How do you usually write the lyrics of your songs?
Usually with the power of my mind.
In terms of medium I sometimes handwrite and sometimes write on my phone, on an app called Evernote where you can type and record at the same time. I’m increasingly moving away from the digital and more towards analog in my practice though. I will write anywhere and any time, so long as I have something to write with.
In your opinion, what is the most important thing in songwriting?
Genuine, empathic connection to what you’re writing.
Are you ever scared of revealing aspects of your personal life/experience to strangers through your music?
Not really. The only things I don’t reveal are things that might impact people in my life that the songs are about.
What is the best lyric that you ever wrote (the most meaningful for you)?
This is my favourite:
‘you have a soft spot
for my soft spots
confer some softness
upon my hard mind
I wish to be present
my desire deters that
I have a thirst
and maybe no one can quench it
I watched Nick Cave’s long legs
and their steps stoked my
anxieties
I will never be a swannish dark man
with an ever darkening voice
I am bright and awful
garish and young
and trying to be coarse and dexterous
and something I’m not.’
What inspired “Ready”, part of your latest album “Complex”?
The track was inspired by the feeling of dissatisfaction I think people in many different industries feel when their work output or professional ability isn’t met by commensurate results rendered back. That was the initial inspiration, though I now perceive it through the lens of activism and those who are most disadvantaged by the political systems we are presently enduring.
Do you remember the day you wrote “Because I Love You”?
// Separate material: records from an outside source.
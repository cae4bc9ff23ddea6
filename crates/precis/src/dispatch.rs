//! Mode dispatch: percentage search or a literal sentence count.
//!
//! [`SummaryRequest::parse`] turns the string-typed `mode`, `length`, and
//! `threshold` options into a typed request once, before any engine call.
//! [`Summarizer`] then runs it against an engine.

use std::fmt;
use std::str::FromStr;

use schemars::JsonSchema;
use serde::{Deserialize, Serialize};
use tracing::debug;

use crate::engine::SummaryEngine;
use crate::error::{Result, SummaryError};
use crate::search::{SearchOutcome, initial_estimate, search};

/// How `length` is interpreted.
#[derive(Debug, Clone, Copy, Default, PartialEq, Eq, Serialize, Deserialize, JsonSchema)]
#[serde(rename_all = "lowercase")]
pub enum Mode {
    /// `length` is a ratio of the original text length.
    #[default]
    Percentage,
    /// `length` is a number of sentences.
    Sentences,
}

impl Mode {
    pub fn as_str(&self) -> &'static str {
        match self {
            Mode::Percentage => "percentage",
            Mode::Sentences => "sentences",
        }
    }
}

impl fmt::Display for Mode {
    fn fmt(&self, f: &mut fmt::Formatter<'_>) -> fmt::Result {
        f.write_str(self.as_str())
    }
}

impl FromStr for Mode {
    type Err = SummaryError;

    /// A blank mode selects the default, [`Mode::Percentage`].
    fn from_str(s: &str) -> Result<Self> {
        match s.trim() {
            "" | "percentage" => Ok(Mode::Percentage),
            "sentences" => Ok(Mode::Sentences),
            other => Err(SummaryError::invalid(
                "mode",
                other,
                "expected 'percentage' or 'sentences'",
            )),
        }
    }
}

/// Target size of a summary.
#[derive(Debug, Clone, Copy, PartialEq)]
pub enum LengthTarget {
    /// Maximum summary length as a fraction of the original, in `(0, 1]`.
    Ratio(f64),
    /// Exact number of sentences to request.
    Sentences(usize),
}

impl LengthTarget {
    pub fn mode(&self) -> Mode {
        match self {
            LengthTarget::Ratio(_) => Mode::Percentage,
            LengthTarget::Sentences(_) => Mode::Sentences,
        }
    }
}

/// A fully parsed summarization request.
#[derive(Debug, Clone, Copy, PartialEq)]
pub struct SummaryRequest {
    pub target: LengthTarget,
    pub threshold: f64,
}

impl SummaryRequest {
    /// Parse the string-typed options into a request.
    pub fn parse(mode: &str, length: &str, threshold: &str) -> Result<Self> {
        let mode: Mode = mode.parse()?;
        let target = match mode {
            Mode::Percentage => LengthTarget::Ratio(parse_ratio(length)?),
            Mode::Sentences => LengthTarget::Sentences(parse_sentences(length)?),
        };
        Ok(Self {
            target,
            threshold: parse_threshold(threshold)?,
        })
    }
}

fn parse_ratio(length: &str) -> Result<f64> {
    let value = length.trim();
    let ratio: f64 = value
        .parse()
        .map_err(|_| SummaryError::invalid("length", value, "expected a decimal ratio"))?;
    if !(ratio > 0.0 && ratio <= 1.0) {
        return Err(SummaryError::invalid(
            "length",
            value,
            "ratio must be greater than 0 and at most 1",
        ));
    }
    Ok(ratio)
}

fn parse_sentences(length: &str) -> Result<usize> {
    let value = length.trim();
    value.parse().map_err(|_| {
        SummaryError::invalid("length", value, "expected a non-negative sentence count")
    })
}

fn parse_threshold(threshold: &str) -> Result<f64> {
    let value = threshold.trim();
    let parsed: f64 = value
        .parse()
        .map_err(|_| SummaryError::invalid("threshold", value, "expected a decimal number"))?;
    if !(0.0..=1.0).contains(&parsed) {
        return Err(SummaryError::invalid(
            "threshold",
            value,
            "threshold must be between 0 and 1",
        ));
    }
    Ok(parsed)
}

/// Runs summary requests against an engine.
#[derive(Debug, Clone)]
pub struct Summarizer<E> {
    engine: E,
}

impl<E: SummaryEngine> Summarizer<E> {
    pub fn new(engine: E) -> Self {
        Self { engine }
    }

    pub fn engine(&self) -> &E {
        &self.engine
    }

    /// Summarize with string-typed options, as they arrive from
    /// configuration.
    ///
    /// ```
    /// use precis::Summarizer;
    /// use precis::engine::FnEngine;
    ///
    /// let engine = FnEngine::new(|_, n, _| Ok(vec!["Short."; n].join(" ")));
    /// let summary = Summarizer::new(engine)
    ///     .summarize("One. Two. Three.", "sentences", "2", "0.2")
    ///     .unwrap();
    /// assert_eq!(summary, "Short. Short.");
    /// ```
    pub fn summarize(&self, text: &str, mode: &str, length: &str, threshold: &str) -> Result<String> {
        let request = SummaryRequest::parse(mode, length, threshold)?;
        self.summarize_request(text, &request)
    }

    /// Summarize with an already parsed request.
    pub fn summarize_request(&self, text: &str, request: &SummaryRequest) -> Result<String> {
        match request.target {
            LengthTarget::Sentences(0) => {
                debug!("Sentence mode with 0 sentences; skipping the engine");
                Ok(String::new())
            }
            LengthTarget::Sentences(n) => {
                debug!("Sentence mode: requesting {n} sentence(s)");
                self.engine.summary(text, n, request.threshold)
            }
            LengthTarget::Ratio(ratio) => self
                .shorten_to_ratio(text, ratio, request.threshold)
                .map(|outcome| outcome.summary),
        }
    }

    /// Percentage mode with the full search outcome.
    pub fn shorten_to_ratio(&self, text: &str, ratio: f64, threshold: f64) -> Result<SearchOutcome> {
        let initial = initial_estimate(text, ratio);
        debug!("Percentage mode: ratio {ratio}, initial estimate {initial} sentence(s)");
        let outcome = search(&self.engine, text, initial, ratio, threshold)?;
        debug!(
            "Search finished at {} sentence(s) after {} engine call(s)",
            outcome.sentences, outcome.engine_calls
        );
        Ok(outcome)
    }
}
Yeah, kind of! I was with Tony and he was next door trying to toy with some instrumental basis to work with that day and I was in the next room hanging out and waiting, and I remember he played a piano part which I then rearranged into the part you hear now. I remember finding it funny, looking at it from the broad perspective of how all music is created, because Tony worked for a couple of hours to get to the idea he got to and then I stomped all over it in minutes and offered a new idea and that’s the one we went with, not to say that Tony’s efforts were for nought, but in fact the opposite of that: art is the process of creating and destroying constantly and carefully, and I absolutely would never have gotten to the part I wrote if Tony hadn’t gone through the rigorous and brain-wracking experimentation he undertook. And of course, the rest of the day was magical. We knew the song was fun and amazing while we were making it, because we were having so much fun. Tony I think totally smashed the arrangement, it’s so good.
And “Till It Kills Me”?
I think we actually did ’Til It Kills Me‘ a couple days after BCILY. It was a similar process, except that Tony had layered up this flute part that I thought was amazing and I wanted to pick up that thread. I started writing the topline and it all sort of fell together magically again. I remember Tony trying to write the guitar part for the chorus and he played this progression that sounded to me like Howard Shore’s Lord of the Rings motif and I was obsessed, so we workshopped that for a bit and then once we got the chords into a place that I liked, I started writing the chorus. It all came to me fairly quickly. Writing about all this makes me miss Tony (he lives in LA now).
Is there a link/a common theme among the songs of the new album?
Me. Me is the common theme. Honestly my albums could just be called Life of Montaigne 2, 3, 4…
What is the best suggestion your producer gave you?
Which one? There are 8 on this record.
What are your plans for the next months?
Carrying on practising my singing, writing, language learning, and football, and keeping up with all the emails and activism and other career demands on me, like getting ready for shows or press stuff like this and what have you.
To conclude the interview a short Q/A session, please answer the first thing that comes to your mind:
- Define in one word your album “Complex”: Complex.
- The best show you ever played: I really enjoyed my show at the Factory Theatre on the For Your Love tour in Sydney earlier this year.
- The one thing that you must have in your backstage rider: NO BOTTLED WATER OR PLASTIC, please. I know that’s a “must not have”, but I think it’s all the same.
- The soundtrack of your childhood: Lots of Michael Jackson, Bowie, hip hop, R&B and soul, all provided by my dad. I as a kid was very into pop music like Delta Goodrem, Kelly Clarkson, Christina Aguilera etc.
- Your favourite song lyrically speaking, but not written by you: I Trawl The Megahertz by Paddy McAloon, or Take This Waltz by Leonard Cohen, or Party by Aldous Harding. There’s lots.
- Last question is “unusual”, we want to know your best relationship advice: I am categorically not the right person to ask for advice on love relationships.